* Dataset extract *
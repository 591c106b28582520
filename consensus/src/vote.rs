//! Validator votes.

use crate::error::ValidationError;
use serde::{Deserialize, Serialize};
use sprint_types::{Address, KeyPair, PublicKey, Signature, TxHash, ValidatorSet};

/// What a vote endorses at an `(account, nonce)` slot: a specific
/// transaction, or the bottom sentinel ⊥ meaning "this nonce carries no
/// transaction".
///
/// The derived ordering (⊥ below every transaction hash, hashes bytewise)
/// gives the quorum evaluator a deterministic tie-break; only threshold
/// comparisons are safety-relevant.
#[derive(
    Clone, Copy, Debug, PartialEq, Eq, PartialOrd, Ord, Hash, Serialize, Deserialize,
)]
pub enum VotePayload {
    /// ⊥, cast to break an equivocation lock.
    Bottom,
    /// Endorsement of the transaction with this content hash.
    Transaction(TxHash),
}

impl VotePayload {
    /// The 32 bytes folded into the vote digest: the transaction hash, or
    /// the zero hash for ⊥.
    pub fn digest_bytes(&self) -> [u8; 32] {
        match self {
            VotePayload::Bottom => [0u8; 32],
            VotePayload::Transaction(h) => *h.as_bytes(),
        }
    }

    pub fn is_bottom(&self) -> bool {
        matches!(self, VotePayload::Bottom)
    }

    pub fn tx_hash(&self) -> Option<TxHash> {
        match self {
            VotePayload::Bottom => None,
            VotePayload::Transaction(h) => Some(*h),
        }
    }
}

/// A validator's vote for a payload at an `(account, nonce)` slot.
///
/// Immutable once constructed. The signature covers the domain-separated
/// digest of `(account, nonce, payload)`, never the voter field, which is
/// instead bound by being derived from the embedded public key.
#[derive(Clone, Debug, PartialEq, Eq, Serialize, Deserialize)]
pub struct Vote {
    /// Address of the voting validator.
    pub voter: Address,
    /// The account this vote concerns.
    pub account: Address,
    /// The nonce slot within the account.
    pub nonce: u64,
    /// Endorsed payload.
    pub payload: VotePayload,
    /// The voter's public key.
    pub public_key: PublicKey,
    /// Ed25519 signature over the vote digest.
    pub signature: Signature,
}

impl Vote {
    /// Construct and sign a vote with the local validator key.
    pub fn signed(
        keypair: &KeyPair,
        account: Address,
        nonce: u64,
        payload: VotePayload,
    ) -> Self {
        let voter = sprint_crypto::derive_address(&keypair.public);
        let digest = sprint_crypto::vote_message(&account, nonce, &payload.digest_bytes());
        let signature = sprint_crypto::sign_message(&digest, &keypair.private);
        Self {
            voter,
            account,
            nonce,
            payload,
            public_key: keypair.public,
            signature,
        }
    }

    /// Verify a peer vote: the signature must check out over the recomputed
    /// digest, the embedded key must derive the claimed voter address, and
    /// that address must be in the validator set.
    ///
    /// Self-generated votes bypass this (the local signer is trusted for its
    /// own material).
    pub fn verify(&self, validators: &ValidatorSet) -> Result<(), ValidationError> {
        if sprint_crypto::derive_address(&self.public_key) != self.voter {
            return Err(ValidationError::BadSignature);
        }
        if !validators.contains(&self.voter) {
            return Err(ValidationError::NotInValidatorSet(self.voter.clone()));
        }
        let digest =
            sprint_crypto::vote_message(&self.account, self.nonce, &self.payload.digest_bytes());
        if !sprint_crypto::verify_signature(&digest, &self.signature, &self.public_key) {
            return Err(ValidationError::BadSignature);
        }
        Ok(())
    }
}
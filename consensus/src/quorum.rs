//! Quorum evaluation over a slot's vote bag.

use crate::vote::{Vote, VotePayload};
use serde::{Deserialize, Serialize};
use sprint_types::Address;
use std::collections::{HashMap, HashSet};

/// Result of evaluating one `(account, nonce)` slot.
#[derive(Clone, Debug, PartialEq, Eq)]
pub struct QuorumSummary {
    /// The payload with the highest distinct-validator count, with that
    /// count. `None` on an empty slot. Ties break deterministically towards
    /// the greatest payload (transactions above ⊥, then bytewise by hash).
    pub leader: Option<(VotePayload, usize)>,
    /// Distinct validators that have voted anything in the slot.
    pub total_voters: usize,
}

impl QuorumSummary {
    /// The leading payload's count, zero on an empty slot.
    pub fn leader_count(&self) -> usize {
        self.leader.map(|(_, c)| c).unwrap_or(0)
    }
}

/// A set of votes sharing `(account, nonce, payload)` that reached a
/// threshold. Certificates are derived views over the vote store, never
/// primary records.
#[derive(Clone, Debug, PartialEq, Eq, Serialize, Deserialize)]
pub struct Certificate {
    pub account: Address,
    pub nonce: u64,
    pub payload: VotePayload,
    pub votes: Vec<Vote>,
}

impl Certificate {
    pub fn signer_count(&self) -> usize {
        self.votes.len()
    }
}

/// Partition a slot's votes by payload and pick the leader.
///
/// The store guarantees per-validator dedup, so within one payload every
/// vote carries a distinct voter.
pub fn evaluate(votes: &[Vote]) -> QuorumSummary {
    let mut counts: HashMap<VotePayload, usize> = HashMap::new();
    let mut voters: HashSet<&Address> = HashSet::new();
    for v in votes {
        *counts.entry(v.payload).or_insert(0) += 1;
        voters.insert(&v.voter);
    }
    let leader = counts
        .into_iter()
        .max_by_key(|(payload, count)| (*count, *payload));
    QuorumSummary {
        leader,
        total_voters: voters.len(),
    }
}

/// Build the certificate for `payload` if it has at least `threshold`
/// distinct votes in the slot.
pub fn certificate(votes: &[Vote], payload: VotePayload, threshold: usize) -> Option<Certificate> {
    let members: Vec<Vote> = votes
        .iter()
        .filter(|v| v.payload == payload)
        .cloned()
        .collect();
    if members.len() < threshold {
        return None;
    }
    let first = members.first()?;
    Some(Certificate {
        account: first.account.clone(),
        nonce: first.nonce,
        payload,
        votes: members,
    })
}

/// Certificate for the leading payload if the leader meets `threshold`.
pub fn leading_certificate(votes: &[Vote], threshold: usize) -> Option<Certificate> {
    let summary = evaluate(votes);
    let (payload, count) = summary.leader?;
    if count < threshold {
        return None;
    }
    certificate(votes, payload, threshold)
}
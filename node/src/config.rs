//! Node configuration with TOML file support.

use crate::NodeError;
use serde::{Deserialize, Serialize};
use sprint_types::Mode;

/// One genesis balance allocation.
#[derive(Clone, Debug, Serialize, Deserialize)]
pub struct GenesisEntry {
    pub address: String,
    pub balance: u128,
}

/// Configuration for a sprint validator node.
///
/// Can be loaded from a TOML file via [`NodeConfig::from_toml_file`] or
/// built programmatically (e.g. for tests).
#[derive(Clone, Debug, Serialize, Deserialize)]
pub struct NodeConfig {
    /// Byzantine budget `f`.
    #[serde(default = "default_fault_budget")]
    pub fault_budget: usize,

    /// Quorum rule variant.
    #[serde(default)]
    pub mode: Mode,

    /// Hex-encoded 32-byte Ed25519 seed for the validator signing key.
    pub validator_seed: String,

    /// Addresses of all validators in the deployment (this node included).
    /// `n` is the length of this list.
    pub validators: Vec<String>,

    /// Base URLs of the other validators' RPC endpoints, e.g.
    /// `http://10.0.0.2:7210`.
    #[serde(default)]
    pub peers: Vec<String>,

    /// Genesis balance allocations.
    #[serde(default)]
    pub genesis: Vec<GenesisEntry>,

    /// RPC listen port.
    #[serde(default = "default_rpc_port")]
    pub rpc_port: u16,

    /// Log level filter: "trace", "debug", "info", "warn", "error".
    #[serde(default = "default_log_level")]
    pub log_level: String,
}

// ── Serde default helpers ──────────────────────────────────────────────

fn default_fault_budget() -> usize {
    1
}

fn default_rpc_port() -> u16 {
    7210
}

fn default_log_level() -> String {
    "info".to_string()
}

// ── Impl ───────────────────────────────────────────────────────────────

impl NodeConfig {
    /// Load configuration from a TOML file.
    pub fn from_toml_file(path: &str) -> Result<Self, NodeError> {
        let content =
            std::fs::read_to_string(path).map_err(|e| NodeError::Config(e.to_string()))?;
        Self::from_toml_str(&content)
    }

    /// Parse configuration from a TOML string.
    pub fn from_toml_str(s: &str) -> Result<Self, NodeError> {
        toml::from_str(s).map_err(|e| NodeError::Config(e.to_string()))
    }

    /// Serialize the configuration to a TOML string.
    pub fn to_toml_string(&self) -> String {
        toml::to_string_pretty(self).expect("NodeConfig is always serialisable to TOML")
    }

    /// Decode the validator seed into key material.
    pub fn seed_bytes(&self) -> Result<[u8; 32], NodeError> {
        let bytes = hex::decode(self.validator_seed.trim())
            .map_err(|e| NodeError::Config(format!("validator_seed is not valid hex: {e}")))?;
        bytes
            .try_into()
            .map_err(|_| NodeError::Config("validator_seed must be 32 bytes".into()))
    }
}
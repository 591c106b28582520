//! The static validator set.

use crate::Address;
use serde::{Deserialize, Serialize};
use std::collections::HashSet;

/// The fixed, ordered set of validator addresses for this deployment.
///
/// Membership is checked on every peer vote; the order is only used for
/// deterministic iteration (status output, tests).
#[derive(Clone, Debug, Default, Serialize, Deserialize)]
pub struct ValidatorSet {
    members: Vec<Address>,
    #[serde(skip)]
    index: HashSet<Address>,
}

impl ValidatorSet {
    pub fn new(mut members: Vec<Address>) -> Self {
        members.sort();
        members.dedup();
        let index = members.iter().cloned().collect();
        Self { members, index }
    }

    pub fn contains(&self, addr: &Address) -> bool {
        // The index is skipped by serde; fall back to the list after a
        // deserialisation that left it empty.
        if self.index.is_empty() {
            self.members.contains(addr)
        } else {
            self.index.contains(addr)
        }
    }

    pub fn len(&self) -> usize {
        self.members.len()
    }

    pub fn is_empty(&self) -> bool {
        self.members.is_empty()
    }

    pub fn iter(&self) -> impl Iterator<Item = &Address> {
        self.members.iter()
    }
}
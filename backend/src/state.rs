//! Application state management
//!
//! This module provides the shared application state that is passed
//! to all request handlers via Axum's state extraction.

use crate::config::AppConfig;
use crate::store::Store;
use std::sync::Arc;

/// Shared application state
///
/// Holds the store handle every request goes through. Both fields are
/// `Arc`s, so cloning per request is cheap.
#[derive(Clone)]
pub struct AppState {
    /// Persistence store, opened once at startup
    pub store: Arc<dyn Store>,
    /// Application configuration
    pub config: Arc<AppConfig>,
}

impl AppState {
    /// Create a new application state
    pub fn new(store: Arc<dyn Store>, config: AppConfig) -> Self {
        Self {
            store,
            config: Arc::new(config),
        }
    }

    /// Get a reference to the store
    #[inline]
    pub fn store(&self) -> &dyn Store {
        self.store.as_ref()
    }

    /// Get a reference to the configuration
    #[inline]
    pub fn config(&self) -> &AppConfig {
        &self.config
    }
}

#[cfg(test)]
mod tests {
    use super::*;
    use crate::store::MemoryStore;

    #[tokio::test]
    async fn test_state_clone_shares_store() {
        let state = AppState::new(Arc::new(MemoryStore::new()), AppConfig::default());
        let cloned = state.clone();

        cloned.store().create_user("alice").await.unwrap();

        // Both handles see the same collections
        let users = state.store().list_users().await.unwrap();
        assert_eq!(users.len(), 1);
        assert!(Arc::ptr_eq(&state.config, &cloned.config));
    }
}
//! User API routes

use crate::error::ApiResult;
use crate::extract::JsonOrForm;
use crate::services::UserService;
use crate::state::AppState;
use axum::{
    extract::State,
    routing::get,
    Json, Router,
};
use exercise_tracker_shared::{
    CreateUserRequest, DeleteAllResponse, DeleteResult, MessageResponse, User, UserListResponse,
    UserResponse,
};
use tracing::info;

const NO_USERS_MESSAGE: &str = "There are no users in the database!";

/// Create user routes
pub fn user_routes() -> Router<AppState> {
    Router::new()
        .route("/users", get(list_users).post(create_user))
        .route("/users/delete", get(delete_all_users))
}

/// GET /api/users - List all users
async fn list_users(State(state): State<AppState>) -> ApiResult<Json<UserListResponse>> {
    info!("Getting all users");

    let users = UserService::list_users(state.store()).await?;

    if users.is_empty() {
        return Ok(Json(UserListResponse::Empty(MessageResponse::new(
            NO_USERS_MESSAGE,
        ))));
    }

    Ok(Json(UserListResponse::Users(
        users.into_iter().map(convert_user).collect(),
    )))
}

/// POST /api/users - Create a user
async fn create_user(
    State(state): State<AppState>,
    JsonOrForm(req): JsonOrForm<CreateUserRequest>,
) -> ApiResult<Json<UserResponse>> {
    let user = UserService::create_user(state.store(), req).await?;

    Ok(Json(convert_user(user)))
}

/// GET /api/users/delete - Delete all users
async fn delete_all_users(State(state): State<AppState>) -> ApiResult<Json<DeleteAllResponse>> {
    info!("Deleting all users");

    let deleted = UserService::delete_all_users(state.store()).await?;

    Ok(Json(DeleteAllResponse {
        message: "All users have been deleted!".to_string(),
        result: DeleteResult {
            acknowledged: true,
            deleted_count: deleted,
        },
    }))
}

fn convert_user(user: User) -> UserResponse {
    UserResponse {
        username: user.username,
        id: user.id.to_string(),
    }
}
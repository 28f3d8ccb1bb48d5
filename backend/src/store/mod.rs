//! Persistence store
//!
//! Handlers reach users and exercises only through the [`Store`] trait. A
//! handle is opened once at startup and shared through `AppState`.
//! [`PgStore`] is the durable implementation; [`MemoryStore`] keeps
//! everything in process and backs the integration tests.

mod memory;
mod postgres;

pub use memory::MemoryStore;
pub use postgres::PgStore;

use crate::repositories::{CreateExercise, ExerciseFilter};
use anyhow::Result;
use async_trait::async_trait;
use exercise_tracker_shared::{Exercise, User};
use uuid::Uuid;

/// Document store holding the users and exercises collections
#[async_trait]
pub trait Store: Send + Sync {
    /// Insert a user with a freshly assigned id
    async fn create_user(&self, username: &str) -> Result<User>;

    /// Look a user up by id
    async fn find_user(&self, id: Uuid) -> Result<Option<User>>;

    /// All users, in insertion order
    async fn list_users(&self) -> Result<Vec<User>>;

    /// Remove every user; returns the number removed
    async fn delete_all_users(&self) -> Result<u64>;

    /// Insert an exercise with a freshly assigned id
    async fn create_exercise(&self, input: CreateExercise) -> Result<Exercise>;

    /// Exercises matching `filter`, in insertion order, truncated to its limit
    async fn find_exercises(&self, filter: &ExerciseFilter) -> Result<Vec<Exercise>>;

    /// Remove every exercise; returns the number removed
    async fn delete_all_exercises(&self) -> Result<u64>;

    /// Make sure the lookup indexes exist
    async fn sync_indexes(&self) -> Result<()>;

    /// Cheap round trip to confirm the store is reachable
    async fn health_check(&self) -> Result<()>;
}
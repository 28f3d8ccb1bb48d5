//! Route definitions for the Exercise Tracker API
//!
//! This module organizes all API routes and applies middleware.

use crate::state::AppState;
use axum::{
    http::{header, Method},
    routing::get,
    Router,
};
use std::time::Duration;
use tower_http::{
    compression::CompressionLayer,
    cors::{Any, CorsLayer},
    request_id::{MakeRequestUuid, PropagateRequestIdLayer, SetRequestIdLayer},
    services::ServeDir,
    timeout::TimeoutLayer,
    trace::TraceLayer,
};

mod exercises;
mod health;
mod pages;
mod users;

pub use exercises::exercise_routes;
pub use users::user_routes;

/// Create the main application router with all middleware
pub fn create_router(state: AppState) -> Router {
    let public_dir = ServeDir::new(&state.config().assets.public_dir);

    Router::new()
        .route("/", get(pages::index))
        .route("/health", get(health::health_check))
        .route("/health/ready", get(health::readiness_check))
        .route("/health/live", get(health::liveness_check))
        .nest("/api", api_routes())
        .fallback_service(public_dir)
        // Apply middleware layers
        .layer(CompressionLayer::new())
        .layer(TimeoutLayer::new(Duration::from_secs(30)))
        .layer(
            CorsLayer::new()
                .allow_origin(Any)
                .allow_methods([Method::GET, Method::POST])
                .allow_headers([header::CONTENT_TYPE]),
        )
        .layer(PropagateRequestIdLayer::x_request_id())
        .layer(SetRequestIdLayer::x_request_id(MakeRequestUuid))
        .layer(TraceLayer::new_for_http())
        .with_state(state)
}

/// API routes
fn api_routes() -> Router<AppState> {
    Router::new()
        .merge(users::user_routes())
        .merge(exercises::exercise_routes())
}
use super::Store;
use crate::db;
use crate::repositories::{CreateExercise, ExerciseFilter, ExerciseRepository, UserRepository};
use anyhow::Result;
use async_trait::async_trait;
use exercise_tracker_shared::{Exercise, User};
use sqlx::PgPool;
use uuid::Uuid;

/// PostgreSQL-backed store
#[derive(Clone)]
pub struct PgStore {
    pool: PgPool,
}

impl PgStore {
    pub fn new(pool: PgPool) -> Self {
        Self { pool }
    }

    /// Get a reference to the underlying pool
    pub fn pool(&self) -> &PgPool {
        &self.pool
    }
}

#[async_trait]
impl Store for PgStore {
    async fn create_user(&self, username: &str) -> Result<User> {
        Ok(UserRepository::create(&self.pool, username).await?.into())
    }

    async fn find_user(&self, id: Uuid) -> Result<Option<User>> {
        Ok(UserRepository::find_by_id(&self.pool, id)
            .await?
            .map(User::from))
    }

    async fn list_users(&self) -> Result<Vec<User>> {
        let records = UserRepository::get_all(&self.pool).await?;
        Ok(records.into_iter().map(User::from).collect())
    }

    async fn delete_all_users(&self) -> Result<u64> {
        UserRepository::delete_all(&self.pool).await
    }

    async fn create_exercise(&self, input: CreateExercise) -> Result<Exercise> {
        Ok(ExerciseRepository::create(&self.pool, input).await?.into())
    }

    async fn find_exercises(&self, filter: &ExerciseFilter) -> Result<Vec<Exercise>> {
        let records = ExerciseRepository::find(&self.pool, filter).await?;
        Ok(records.into_iter().map(Exercise::from).collect())
    }

    async fn delete_all_exercises(&self) -> Result<u64> {
        ExerciseRepository::delete_all(&self.pool).await
    }

    async fn sync_indexes(&self) -> Result<()> {
        db::sync_indexes(&self.pool).await
    }

    async fn health_check(&self) -> Result<()> {
        db::health_check(&self.pool).await
    }
}
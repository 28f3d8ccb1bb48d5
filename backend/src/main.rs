//! Exercise Tracker Backend
//!
//! A small API for creating users, logging exercises and reading back a
//! date-filtered exercise log.
//!
//! ## Architecture
//!
//! The backend follows a layered architecture:
//! - Routes: HTTP request handling and routing
//! - Services: Business logic
//! - Store: PostgreSQL (via repositories) or in-memory persistence

use anyhow::Result;
use exercise_tracker_backend::{
    config::{self, StoreBackend},
    db, routes,
    state::AppState,
    store::{MemoryStore, PgStore, Store},
};
use std::sync::Arc;
use tokio::signal;
use tracing::{info, warn};
use tracing_subscriber::{layer::SubscriberExt, util::SubscriberInitExt};

#[tokio::main]
async fn main() -> Result<()> {
    // Load environment variables from .env file
    dotenvy::dotenv().ok();

    // Initialize tracing
    init_tracing();

    // Load configuration
    let config = config::AppConfig::load()?;

    info!(
        version = env!("CARGO_PKG_VERSION"),
        env = if config::AppConfig::is_production() { "production" } else { "development" },
        store = ?config.database.backend,
        "Starting Exercise Tracker Backend"
    );

    let store = open_store(&config).await?;

    // Create application state
    let state = AppState::new(store, config.clone());

    // Build application
    let app = routes::create_router(state);

    // Start server
    let addr = format!("{}:{}", config.server.host, config.server.port);
    let listener = tokio::net::TcpListener::bind(&addr).await?;
    info!(address = %listener.local_addr()?, "Server listening");

    // Serve with graceful shutdown
    axum::serve(listener, app)
        .with_graceful_shutdown(shutdown_signal())
        .await?;

    info!("Server shutdown complete");
    Ok(())
}

/// Open the configured store
async fn open_store(config: &config::AppConfig) -> Result<Arc<dyn Store>> {
    match config.database.backend {
        StoreBackend::Postgres => {
            info!("Connecting to database...");
            let pool =
                db::create_pool(&config.database.url, config.database.max_connections).await?;

            // Run migrations (skip in production if using separate migration job)
            if !config::AppConfig::is_production() {
                db::run_migrations(&pool).await?;
            }

            Ok(Arc::new(PgStore::new(pool)))
        }
        StoreBackend::Memory => {
            warn!("Using the in-memory store. Data will be lost on shutdown.");
            Ok(Arc::new(MemoryStore::new()))
        }
    }
}

/// Initialize tracing/logging
fn init_tracing() {
    let env_filter = tracing_subscriber::EnvFilter::try_from_default_env().unwrap_or_else(|_| {
        if config::AppConfig::is_production() {
            "exercise_tracker_backend=info,tower_http=info".into()
        } else {
            "exercise_tracker_backend=debug,tower_http=debug,sqlx=warn".into()
        }
    });

    let subscriber = tracing_subscriber::registry().with(env_filter);

    if config::AppConfig::is_production() {
        // JSON logging for production (better for log aggregation)
        subscriber
            .with(tracing_subscriber::fmt::layer().json())
            .init();
    } else {
        // Pretty logging for development
        subscriber
            .with(tracing_subscriber::fmt::layer().pretty())
            .init();
    }
}

/// Graceful shutdown signal handler
async fn shutdown_signal() {
    let ctrl_c = async {
        if let Err(e) = signal::ctrl_c().await {
            warn!("Failed to install Ctrl+C handler: {}", e);
            std::future::pending::<()>().await;
        }
    };

    #[cfg(unix)]
    let terminate = async {
        match signal::unix::signal(signal::unix::SignalKind::terminate()) {
            Ok(mut sigterm) => {
                sigterm.recv().await;
            }
            Err(e) => {
                warn!("Failed to install SIGTERM handler: {}", e);
                std::future::pending::<()>().await;
            }
        }
    };

    #[cfg(not(unix))]
    let terminate = std::future::pending::<()>();

    tokio::select! {
        _ = ctrl_c => {
            info!("Received Ctrl+C, starting graceful shutdown");
        }
        _ = terminate => {
            info!("Received SIGTERM, starting graceful shutdown");
        }
    }
}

* Problem to solve *
The task calls for all lines in the entries that hold "threshold".

* Task answer *
/// gives the quorum evaluator a deterministic tie-break; only threshold
/// threshold. Certificates are derived views over the vote store, never
/// Build the certificate for `payload` if it has at least `threshold`
pub fn certificate(votes: &[Vote], payload: VotePayload, threshold: usize) -> Option<Certificate> {
    if members.len() < threshold {
/// Certificate for the leading payload if the leader meets `threshold`.
pub fn leading_certificate(votes: &[Vote], threshold: usize) -> Option<Certificate> {
    if count < threshold {
    certificate(votes, payload, threshold)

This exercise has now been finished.